In the MCC Scorecard for fiscal year 2018, the Philippines did not meet the performance standard for “control of corruption” with a score of 0, and “rule of law” with a score of -0.01. Both were the median or threshold scores for the country’s income group.

“The Philippines remains firmly committed to the rule of law and strictly adheres to due process. The President has also made clear that his platform of government will be based on zero tolerance for corruption in government,” Finance Secretary Carlos G. Dominguez said in a statement on Friday.

Mr. Dominguez also noted there were “inherent time lags” in the third-party data used by the MCC in its scorecard. He pointed out the country’s score in control of corruption and rule of law were based on the aggregation of quantitative assessments and perception surveys collected by the World Bank in partnership with Brookings Institution in 2016.

“We have been informed that we are at the median level in these two indicators, which we believe we can improve as we work together with the MCC to enlighten them about our effective efforts to weed out corruption in the Philippine bureaucracy,” he said.

Presidential Spokesperson Harry L. Roque, Jr. said the MCC’s ratings “may not completely reflect the reform initiatives of the Duterte administration in the area of fighting corruption and good governance.”

The government is hoping to convince MCC to resume its development assistance to the Philippines, after a five-year grant worth $433 million expired in May 2016.

“The scorecards are only one of the factors that the MCC Board takes into consideration when making re-selection decisions. We are confident that the Board will take into consideration relevant information and recent data on our very deliberate efforts to improve the ‘control of corruption and adherence to the ‘rule of law,’ indicators,” Mr. Dominguez said.
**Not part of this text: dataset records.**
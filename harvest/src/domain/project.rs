use serde::{Deserialize, Serialize};

use super::Reference;

#[derive(Debug, Clone, PartialEq, Serialize, Deserialize)]
pub struct Project {
    pub id: u64,
    pub name: String,
    #[serde(default)]
    pub code: Option<String>,
}

#[derive(Debug, Deserialize)]
pub struct ProjectsPage {
    pub projects: Vec<Project>,
    #[serde(default)]
    pub next_page: Option<u32>,
}

#[derive(Debug, Clone, PartialEq, Serialize, Deserialize)]
pub struct TaskAssignment {
    pub id: u64,
    #[serde(default)]
    pub is_active: bool,
    pub task: Reference,
}

#[derive(Debug, Deserialize)]
pub struct TaskAssignmentsPage {
    pub task_assignments: Vec<TaskAssignment>,
    #[serde(default)]
    pub next_page: Option<u32>,
}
As examples, the Finance chief said Mr. Duterte “cleansed the corruption-plagued Bureau of Corrections,” and created the Presidential Anti-Corruption Commission to investigate cases of corruption involving presidential appointees.
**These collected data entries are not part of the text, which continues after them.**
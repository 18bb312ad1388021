use std::sync::Arc;

use tokio::{
    sync::mpsc::{self, UnboundedReceiver, UnboundedSender},
    task::JoinHandle,
};

use super::{models::TimeEntry, ports::outbound::TimerObserver};

/// Timer transitions published by the reconciler.
#[derive(Debug, Clone, PartialEq)]
pub enum TimerEvent {
    Started(TimeEntry),
    Stopped,
}

pub type EventTx = UnboundedSender<TimerEvent>;
pub type EventRx = UnboundedReceiver<TimerEvent>;

pub fn channel() -> (EventTx, EventRx) {
    mpsc::unbounded_channel()
}

/// Fan events out to observers until every sender is dropped.
pub fn spawn_dispatcher(
    mut rx: EventRx,
    observers: Vec<Arc<dyn TimerObserver>>,
) -> JoinHandle<()> {
    tokio::spawn(async move {
        while let Some(event) = rx.recv().await {
            for observer in &observers {
                let result = match &event {
                    TimerEvent::Started(entry) => observer.on_timer_started(entry).await,
                    TimerEvent::Stopped => observer.on_timer_stopped().await,
                };
                if let Err(e) = result {
                    tracing::warn!("Timer observer failed on {:?}: {}", event_name(&event), e);
                }
            }
        }
        tracing::debug!("Timer event channel closed");
    })
}

fn event_name(event: &TimerEvent) -> &'static str {
    match event {
        TimerEvent::Started(_) => "started",
        TimerEvent::Stopped => "stopped",
    }
}

#[cfg(test)]
mod tests {
    use super::*;
    use crate::adapters::outbound::mock::{ObservedEvent, RecordingObserver};
    use time::macros::date;

    #[tokio::test]
    async fn dispatcher_delivers_in_order_and_survives_failures() {
        let failing = Arc::new(RecordingObserver::failing());
        let recording = Arc::new(RecordingObserver::default());
        let (tx, rx) = channel();
        let handle = spawn_dispatcher(rx, vec![failing.clone(), recording.clone()]);

        let entry = TimeEntry::new(1, 1, date!(2025 - 09 - 18));
        tx.send(TimerEvent::Started(entry)).unwrap();
        tx.send(TimerEvent::Stopped).unwrap();
        drop(tx);
        handle.await.unwrap();

        assert_eq!(
            recording.events(),
            vec![ObservedEvent::Started(1), ObservedEvent::Stopped]
        );
        assert_eq!(failing.events().len(), 2);
    }
}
The MCC uses the scorecard to determine if a country is eligible for development assistance. The publication of the scorecard is the third in a four-stage selection process which starts with the identification of candidate countries, followed by the publication of MCC’s selection criteria and methodology report.

The final stage takes place in December when the MCC board of directors select the countries deemed eligible for development assistance.

“In determining country eligibility, the Board considers three factors: A country’s performance on the indicators; the opportunity to reduce poverty and generate economic growth within a country; and availability of funds,” the MCC said in its website.

The Philippines’ previous MCC grant was not renewed last December. At that time, US embassy spokesperson Molly Koscina said this “reflects the Board’s significant concerns around rule of law and civil liberties in the Philippines.”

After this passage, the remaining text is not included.